§ ASSIGNED TASK: Copy exactly the lines of the data below that run from the line holding "pub fn from_file(path: &Path)" through the line holding "let config: Config", both ends included.

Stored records
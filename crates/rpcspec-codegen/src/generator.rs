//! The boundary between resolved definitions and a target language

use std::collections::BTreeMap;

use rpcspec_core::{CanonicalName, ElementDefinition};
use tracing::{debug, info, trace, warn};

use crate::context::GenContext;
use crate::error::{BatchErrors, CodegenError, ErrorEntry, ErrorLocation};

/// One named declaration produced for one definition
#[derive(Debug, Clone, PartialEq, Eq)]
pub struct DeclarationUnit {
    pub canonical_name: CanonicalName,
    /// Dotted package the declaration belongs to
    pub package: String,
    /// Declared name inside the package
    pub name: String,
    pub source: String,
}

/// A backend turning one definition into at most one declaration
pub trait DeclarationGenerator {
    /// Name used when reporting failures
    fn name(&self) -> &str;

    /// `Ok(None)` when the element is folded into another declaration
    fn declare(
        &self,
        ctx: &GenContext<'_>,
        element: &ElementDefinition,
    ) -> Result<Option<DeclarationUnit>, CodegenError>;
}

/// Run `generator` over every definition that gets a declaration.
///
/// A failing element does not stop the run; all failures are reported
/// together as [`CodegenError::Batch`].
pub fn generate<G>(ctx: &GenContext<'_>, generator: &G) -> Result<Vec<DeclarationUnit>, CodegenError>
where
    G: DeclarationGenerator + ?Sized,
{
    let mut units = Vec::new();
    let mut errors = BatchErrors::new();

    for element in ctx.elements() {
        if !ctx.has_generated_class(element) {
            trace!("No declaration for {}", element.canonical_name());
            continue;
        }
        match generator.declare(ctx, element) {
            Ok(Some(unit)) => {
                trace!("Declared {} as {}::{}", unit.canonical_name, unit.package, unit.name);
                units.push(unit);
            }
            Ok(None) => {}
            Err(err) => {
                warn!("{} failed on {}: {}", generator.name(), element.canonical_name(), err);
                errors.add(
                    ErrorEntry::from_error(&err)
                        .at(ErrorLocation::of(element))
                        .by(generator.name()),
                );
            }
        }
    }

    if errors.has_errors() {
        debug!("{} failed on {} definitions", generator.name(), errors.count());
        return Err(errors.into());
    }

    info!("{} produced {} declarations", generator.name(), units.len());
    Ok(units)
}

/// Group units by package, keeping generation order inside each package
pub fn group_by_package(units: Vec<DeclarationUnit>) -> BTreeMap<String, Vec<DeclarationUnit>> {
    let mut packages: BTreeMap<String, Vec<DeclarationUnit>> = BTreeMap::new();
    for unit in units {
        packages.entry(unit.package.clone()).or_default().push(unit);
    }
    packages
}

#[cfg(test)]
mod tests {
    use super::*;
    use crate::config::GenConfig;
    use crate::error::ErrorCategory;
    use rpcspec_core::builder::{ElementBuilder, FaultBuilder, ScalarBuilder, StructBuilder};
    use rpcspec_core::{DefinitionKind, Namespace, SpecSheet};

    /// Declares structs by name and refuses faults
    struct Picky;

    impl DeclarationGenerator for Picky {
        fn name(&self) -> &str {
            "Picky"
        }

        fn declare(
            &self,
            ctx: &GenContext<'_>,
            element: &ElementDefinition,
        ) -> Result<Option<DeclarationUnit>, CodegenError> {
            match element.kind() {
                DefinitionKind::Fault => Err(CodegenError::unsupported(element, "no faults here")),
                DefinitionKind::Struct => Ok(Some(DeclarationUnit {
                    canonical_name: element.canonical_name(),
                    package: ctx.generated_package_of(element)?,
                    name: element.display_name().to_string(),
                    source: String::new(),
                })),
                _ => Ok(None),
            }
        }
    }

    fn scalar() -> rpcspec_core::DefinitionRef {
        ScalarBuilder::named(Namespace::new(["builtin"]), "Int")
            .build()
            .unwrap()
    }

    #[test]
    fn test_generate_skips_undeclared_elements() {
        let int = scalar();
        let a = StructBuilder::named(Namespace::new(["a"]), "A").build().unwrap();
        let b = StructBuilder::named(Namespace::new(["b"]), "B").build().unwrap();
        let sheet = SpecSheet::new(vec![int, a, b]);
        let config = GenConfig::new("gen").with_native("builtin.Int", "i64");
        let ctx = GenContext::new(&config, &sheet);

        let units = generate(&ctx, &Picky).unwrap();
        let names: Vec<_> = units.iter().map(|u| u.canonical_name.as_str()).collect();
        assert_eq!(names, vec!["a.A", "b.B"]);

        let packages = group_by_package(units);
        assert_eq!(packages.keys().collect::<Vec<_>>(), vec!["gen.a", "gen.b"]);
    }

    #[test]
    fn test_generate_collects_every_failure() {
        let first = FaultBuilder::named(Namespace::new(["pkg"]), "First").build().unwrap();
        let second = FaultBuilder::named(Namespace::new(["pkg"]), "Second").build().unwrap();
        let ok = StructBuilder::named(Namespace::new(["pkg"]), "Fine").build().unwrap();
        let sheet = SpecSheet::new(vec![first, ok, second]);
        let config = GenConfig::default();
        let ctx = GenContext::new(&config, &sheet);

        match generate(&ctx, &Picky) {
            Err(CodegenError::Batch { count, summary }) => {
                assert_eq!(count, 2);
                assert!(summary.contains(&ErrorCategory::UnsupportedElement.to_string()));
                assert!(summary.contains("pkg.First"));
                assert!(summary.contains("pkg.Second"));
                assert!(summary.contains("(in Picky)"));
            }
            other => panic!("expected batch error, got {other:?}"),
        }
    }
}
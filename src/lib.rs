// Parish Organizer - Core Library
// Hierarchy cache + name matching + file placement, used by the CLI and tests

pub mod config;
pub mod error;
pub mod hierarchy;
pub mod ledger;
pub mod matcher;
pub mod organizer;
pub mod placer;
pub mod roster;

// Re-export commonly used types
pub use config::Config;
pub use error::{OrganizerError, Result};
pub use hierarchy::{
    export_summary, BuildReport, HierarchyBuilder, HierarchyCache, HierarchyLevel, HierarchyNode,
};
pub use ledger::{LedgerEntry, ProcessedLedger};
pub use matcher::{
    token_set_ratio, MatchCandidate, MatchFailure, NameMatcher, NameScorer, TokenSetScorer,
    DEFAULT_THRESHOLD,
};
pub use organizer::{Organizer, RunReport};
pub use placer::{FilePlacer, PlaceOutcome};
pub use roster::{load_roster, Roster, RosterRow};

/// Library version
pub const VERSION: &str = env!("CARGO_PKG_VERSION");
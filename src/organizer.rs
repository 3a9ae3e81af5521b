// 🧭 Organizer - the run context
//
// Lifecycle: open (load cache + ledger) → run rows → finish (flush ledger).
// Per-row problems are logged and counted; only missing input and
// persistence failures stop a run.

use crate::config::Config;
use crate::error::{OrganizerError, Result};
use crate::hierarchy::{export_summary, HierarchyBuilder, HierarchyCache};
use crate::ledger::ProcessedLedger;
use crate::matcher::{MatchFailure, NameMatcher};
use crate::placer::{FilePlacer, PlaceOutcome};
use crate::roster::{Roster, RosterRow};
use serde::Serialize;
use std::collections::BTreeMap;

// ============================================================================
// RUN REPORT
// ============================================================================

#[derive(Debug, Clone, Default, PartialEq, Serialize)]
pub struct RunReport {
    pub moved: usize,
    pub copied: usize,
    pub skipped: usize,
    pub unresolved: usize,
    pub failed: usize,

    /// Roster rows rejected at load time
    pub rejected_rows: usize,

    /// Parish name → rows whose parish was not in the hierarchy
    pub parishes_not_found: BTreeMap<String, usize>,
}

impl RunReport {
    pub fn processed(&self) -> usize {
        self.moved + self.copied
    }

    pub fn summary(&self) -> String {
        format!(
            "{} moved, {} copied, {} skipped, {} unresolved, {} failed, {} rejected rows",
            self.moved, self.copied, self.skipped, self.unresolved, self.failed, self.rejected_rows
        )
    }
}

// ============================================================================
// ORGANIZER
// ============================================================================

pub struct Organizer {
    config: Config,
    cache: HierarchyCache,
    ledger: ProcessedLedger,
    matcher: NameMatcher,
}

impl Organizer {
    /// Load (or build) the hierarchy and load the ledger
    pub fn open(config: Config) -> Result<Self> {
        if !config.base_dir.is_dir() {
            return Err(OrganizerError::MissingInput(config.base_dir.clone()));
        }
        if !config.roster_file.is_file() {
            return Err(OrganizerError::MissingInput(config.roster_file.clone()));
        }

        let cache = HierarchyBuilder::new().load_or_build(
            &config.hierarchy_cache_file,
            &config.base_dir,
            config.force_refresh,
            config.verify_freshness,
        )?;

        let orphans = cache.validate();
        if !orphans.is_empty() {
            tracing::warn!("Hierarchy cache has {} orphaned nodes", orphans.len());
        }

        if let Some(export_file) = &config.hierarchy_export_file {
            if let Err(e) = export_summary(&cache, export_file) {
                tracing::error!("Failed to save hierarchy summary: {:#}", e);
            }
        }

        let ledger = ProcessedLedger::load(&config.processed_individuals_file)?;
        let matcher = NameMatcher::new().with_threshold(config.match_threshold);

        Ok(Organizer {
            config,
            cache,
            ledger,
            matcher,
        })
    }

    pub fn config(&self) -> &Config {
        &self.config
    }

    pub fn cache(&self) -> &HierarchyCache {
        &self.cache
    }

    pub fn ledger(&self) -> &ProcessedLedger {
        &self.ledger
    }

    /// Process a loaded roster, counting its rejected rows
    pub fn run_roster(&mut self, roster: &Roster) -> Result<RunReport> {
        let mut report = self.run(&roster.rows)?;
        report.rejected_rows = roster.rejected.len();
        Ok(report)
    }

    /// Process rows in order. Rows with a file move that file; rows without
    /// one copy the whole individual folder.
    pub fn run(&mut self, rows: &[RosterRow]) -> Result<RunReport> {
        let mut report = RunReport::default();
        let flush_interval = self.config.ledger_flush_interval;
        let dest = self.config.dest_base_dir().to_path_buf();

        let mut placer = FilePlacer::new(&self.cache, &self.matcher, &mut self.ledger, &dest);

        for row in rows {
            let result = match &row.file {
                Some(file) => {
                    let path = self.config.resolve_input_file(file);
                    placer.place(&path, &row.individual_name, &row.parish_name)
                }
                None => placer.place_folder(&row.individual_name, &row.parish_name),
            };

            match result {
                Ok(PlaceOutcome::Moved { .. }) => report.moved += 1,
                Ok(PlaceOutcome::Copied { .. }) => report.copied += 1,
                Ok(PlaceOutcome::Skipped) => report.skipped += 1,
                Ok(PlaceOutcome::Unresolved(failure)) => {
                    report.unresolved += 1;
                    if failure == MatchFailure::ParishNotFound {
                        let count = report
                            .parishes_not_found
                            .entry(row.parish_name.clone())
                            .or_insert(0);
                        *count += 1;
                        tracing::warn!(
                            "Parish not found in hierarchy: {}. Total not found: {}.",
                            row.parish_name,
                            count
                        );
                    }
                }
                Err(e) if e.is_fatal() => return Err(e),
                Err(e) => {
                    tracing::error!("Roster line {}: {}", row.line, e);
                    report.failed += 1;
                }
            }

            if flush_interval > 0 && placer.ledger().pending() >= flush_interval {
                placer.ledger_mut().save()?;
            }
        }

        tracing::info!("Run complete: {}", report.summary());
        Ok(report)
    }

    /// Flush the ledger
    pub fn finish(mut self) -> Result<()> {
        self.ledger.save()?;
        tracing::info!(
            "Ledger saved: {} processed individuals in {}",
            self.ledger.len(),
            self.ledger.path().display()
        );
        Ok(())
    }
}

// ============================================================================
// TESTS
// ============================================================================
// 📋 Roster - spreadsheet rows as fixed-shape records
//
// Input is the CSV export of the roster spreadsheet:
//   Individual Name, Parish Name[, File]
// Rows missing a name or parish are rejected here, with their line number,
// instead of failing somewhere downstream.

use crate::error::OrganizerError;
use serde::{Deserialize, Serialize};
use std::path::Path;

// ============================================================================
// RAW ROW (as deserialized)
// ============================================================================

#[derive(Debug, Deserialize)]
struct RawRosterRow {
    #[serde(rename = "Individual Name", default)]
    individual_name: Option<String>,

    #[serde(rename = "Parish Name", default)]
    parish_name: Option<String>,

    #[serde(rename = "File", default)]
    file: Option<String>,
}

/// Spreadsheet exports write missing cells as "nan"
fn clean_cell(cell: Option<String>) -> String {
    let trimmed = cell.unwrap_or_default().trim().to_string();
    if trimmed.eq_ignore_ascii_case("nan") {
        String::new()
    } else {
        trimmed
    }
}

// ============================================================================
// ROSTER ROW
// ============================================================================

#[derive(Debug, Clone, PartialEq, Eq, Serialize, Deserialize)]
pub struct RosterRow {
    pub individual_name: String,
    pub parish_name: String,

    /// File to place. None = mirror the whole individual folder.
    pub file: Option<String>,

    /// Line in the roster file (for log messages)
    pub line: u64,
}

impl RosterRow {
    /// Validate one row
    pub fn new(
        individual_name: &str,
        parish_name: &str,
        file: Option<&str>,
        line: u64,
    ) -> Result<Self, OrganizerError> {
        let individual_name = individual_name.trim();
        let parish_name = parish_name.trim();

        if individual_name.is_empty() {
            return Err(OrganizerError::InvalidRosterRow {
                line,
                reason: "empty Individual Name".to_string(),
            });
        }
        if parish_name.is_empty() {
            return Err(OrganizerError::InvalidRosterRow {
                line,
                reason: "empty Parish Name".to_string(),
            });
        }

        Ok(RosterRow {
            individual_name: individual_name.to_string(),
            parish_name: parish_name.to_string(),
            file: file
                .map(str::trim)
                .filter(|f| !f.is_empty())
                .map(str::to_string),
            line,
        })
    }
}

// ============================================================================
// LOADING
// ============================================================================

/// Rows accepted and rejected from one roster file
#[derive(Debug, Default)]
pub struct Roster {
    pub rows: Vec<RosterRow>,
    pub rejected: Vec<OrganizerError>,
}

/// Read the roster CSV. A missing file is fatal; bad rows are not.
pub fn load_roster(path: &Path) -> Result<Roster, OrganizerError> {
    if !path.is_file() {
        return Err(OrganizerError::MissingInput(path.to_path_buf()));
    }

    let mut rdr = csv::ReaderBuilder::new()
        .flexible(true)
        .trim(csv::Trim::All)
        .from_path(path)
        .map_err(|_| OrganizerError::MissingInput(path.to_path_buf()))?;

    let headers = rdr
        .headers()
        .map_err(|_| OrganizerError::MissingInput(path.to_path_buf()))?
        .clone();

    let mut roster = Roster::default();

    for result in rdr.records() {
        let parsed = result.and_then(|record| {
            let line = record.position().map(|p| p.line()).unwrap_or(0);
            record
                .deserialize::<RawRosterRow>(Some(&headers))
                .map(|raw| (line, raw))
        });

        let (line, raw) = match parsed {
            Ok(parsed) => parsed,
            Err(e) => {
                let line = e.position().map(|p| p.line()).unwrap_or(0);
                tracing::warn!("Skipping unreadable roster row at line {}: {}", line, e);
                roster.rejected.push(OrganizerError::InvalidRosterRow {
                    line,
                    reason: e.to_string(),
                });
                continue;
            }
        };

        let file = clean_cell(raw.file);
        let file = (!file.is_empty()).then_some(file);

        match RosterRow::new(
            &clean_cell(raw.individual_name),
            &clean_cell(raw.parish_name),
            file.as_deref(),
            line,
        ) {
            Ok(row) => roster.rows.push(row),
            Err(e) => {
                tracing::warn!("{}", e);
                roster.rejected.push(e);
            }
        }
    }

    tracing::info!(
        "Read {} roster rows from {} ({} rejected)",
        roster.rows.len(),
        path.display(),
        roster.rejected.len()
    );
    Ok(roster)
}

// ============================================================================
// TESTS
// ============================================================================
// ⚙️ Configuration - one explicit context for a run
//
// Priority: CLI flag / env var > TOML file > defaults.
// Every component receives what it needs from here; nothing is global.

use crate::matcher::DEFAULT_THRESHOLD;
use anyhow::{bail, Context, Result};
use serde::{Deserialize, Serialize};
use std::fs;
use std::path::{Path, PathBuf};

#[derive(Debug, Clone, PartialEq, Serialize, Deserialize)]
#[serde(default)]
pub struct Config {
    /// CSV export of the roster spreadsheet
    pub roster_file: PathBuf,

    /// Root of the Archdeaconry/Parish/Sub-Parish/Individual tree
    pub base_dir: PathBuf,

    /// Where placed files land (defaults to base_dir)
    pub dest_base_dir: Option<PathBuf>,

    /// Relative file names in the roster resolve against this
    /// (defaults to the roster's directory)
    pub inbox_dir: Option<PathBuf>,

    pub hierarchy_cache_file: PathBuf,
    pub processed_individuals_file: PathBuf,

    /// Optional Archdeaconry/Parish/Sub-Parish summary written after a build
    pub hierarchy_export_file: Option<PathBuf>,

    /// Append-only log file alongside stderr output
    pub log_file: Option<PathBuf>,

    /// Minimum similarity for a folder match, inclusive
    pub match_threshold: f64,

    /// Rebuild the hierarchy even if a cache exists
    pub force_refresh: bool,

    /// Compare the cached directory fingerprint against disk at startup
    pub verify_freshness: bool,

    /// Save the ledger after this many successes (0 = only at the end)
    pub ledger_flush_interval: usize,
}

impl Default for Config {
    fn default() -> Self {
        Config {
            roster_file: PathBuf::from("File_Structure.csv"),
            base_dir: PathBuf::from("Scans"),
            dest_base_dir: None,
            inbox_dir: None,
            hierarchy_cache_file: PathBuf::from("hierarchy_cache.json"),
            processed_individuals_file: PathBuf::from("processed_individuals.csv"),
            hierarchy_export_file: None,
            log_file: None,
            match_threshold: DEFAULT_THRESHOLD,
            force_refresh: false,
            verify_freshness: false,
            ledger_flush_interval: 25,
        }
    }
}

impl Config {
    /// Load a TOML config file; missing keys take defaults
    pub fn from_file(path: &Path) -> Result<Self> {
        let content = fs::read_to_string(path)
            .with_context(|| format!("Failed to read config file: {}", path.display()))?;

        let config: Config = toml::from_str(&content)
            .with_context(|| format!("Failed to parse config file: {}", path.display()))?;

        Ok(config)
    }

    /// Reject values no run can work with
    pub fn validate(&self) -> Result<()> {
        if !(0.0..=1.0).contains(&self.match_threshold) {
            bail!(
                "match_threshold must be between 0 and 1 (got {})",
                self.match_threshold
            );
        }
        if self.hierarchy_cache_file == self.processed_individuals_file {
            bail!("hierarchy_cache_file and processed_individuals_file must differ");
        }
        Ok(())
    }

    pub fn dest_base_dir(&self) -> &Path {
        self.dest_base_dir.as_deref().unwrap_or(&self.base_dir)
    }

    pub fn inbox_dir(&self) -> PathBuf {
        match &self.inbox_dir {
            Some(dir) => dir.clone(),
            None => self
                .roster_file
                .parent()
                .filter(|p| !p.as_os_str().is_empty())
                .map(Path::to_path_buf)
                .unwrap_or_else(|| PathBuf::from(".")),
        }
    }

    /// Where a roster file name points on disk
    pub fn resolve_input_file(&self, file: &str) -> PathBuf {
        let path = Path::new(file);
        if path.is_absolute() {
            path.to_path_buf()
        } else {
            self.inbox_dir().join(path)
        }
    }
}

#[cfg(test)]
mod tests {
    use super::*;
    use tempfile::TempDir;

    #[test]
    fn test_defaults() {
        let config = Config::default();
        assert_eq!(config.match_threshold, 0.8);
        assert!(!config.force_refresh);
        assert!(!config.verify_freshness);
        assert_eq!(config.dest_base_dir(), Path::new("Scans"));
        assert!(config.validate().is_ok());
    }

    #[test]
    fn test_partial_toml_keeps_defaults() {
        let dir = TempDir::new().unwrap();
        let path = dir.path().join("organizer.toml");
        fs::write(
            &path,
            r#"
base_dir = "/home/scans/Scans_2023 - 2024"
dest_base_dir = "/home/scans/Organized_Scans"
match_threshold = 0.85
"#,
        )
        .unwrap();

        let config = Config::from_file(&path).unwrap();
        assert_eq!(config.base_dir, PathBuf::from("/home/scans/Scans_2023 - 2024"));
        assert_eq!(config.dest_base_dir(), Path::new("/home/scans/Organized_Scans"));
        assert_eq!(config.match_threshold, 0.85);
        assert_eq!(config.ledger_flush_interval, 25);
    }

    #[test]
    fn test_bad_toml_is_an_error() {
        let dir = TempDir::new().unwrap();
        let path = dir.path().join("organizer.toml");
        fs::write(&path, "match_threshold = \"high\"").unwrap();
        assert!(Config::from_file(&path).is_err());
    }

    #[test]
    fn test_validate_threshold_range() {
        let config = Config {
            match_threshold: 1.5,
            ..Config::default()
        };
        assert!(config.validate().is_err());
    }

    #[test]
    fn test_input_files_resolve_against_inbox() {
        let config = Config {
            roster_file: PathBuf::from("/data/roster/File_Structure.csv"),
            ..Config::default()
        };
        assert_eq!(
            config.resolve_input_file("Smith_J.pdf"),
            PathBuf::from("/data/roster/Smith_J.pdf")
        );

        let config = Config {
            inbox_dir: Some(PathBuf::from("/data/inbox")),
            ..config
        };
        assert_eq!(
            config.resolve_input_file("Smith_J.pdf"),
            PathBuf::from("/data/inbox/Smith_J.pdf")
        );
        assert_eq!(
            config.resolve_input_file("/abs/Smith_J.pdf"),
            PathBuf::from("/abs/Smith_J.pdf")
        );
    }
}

§ OUTPUT OF THE TASK:
    pub fn from_file(path: &Path) -> Result<Self> {
        let content = fs::read_to_string(path)
            .with_context(|| format!("Failed to read config file: {}", path.display()))?;

        let config: Config = toml::from_str(&content)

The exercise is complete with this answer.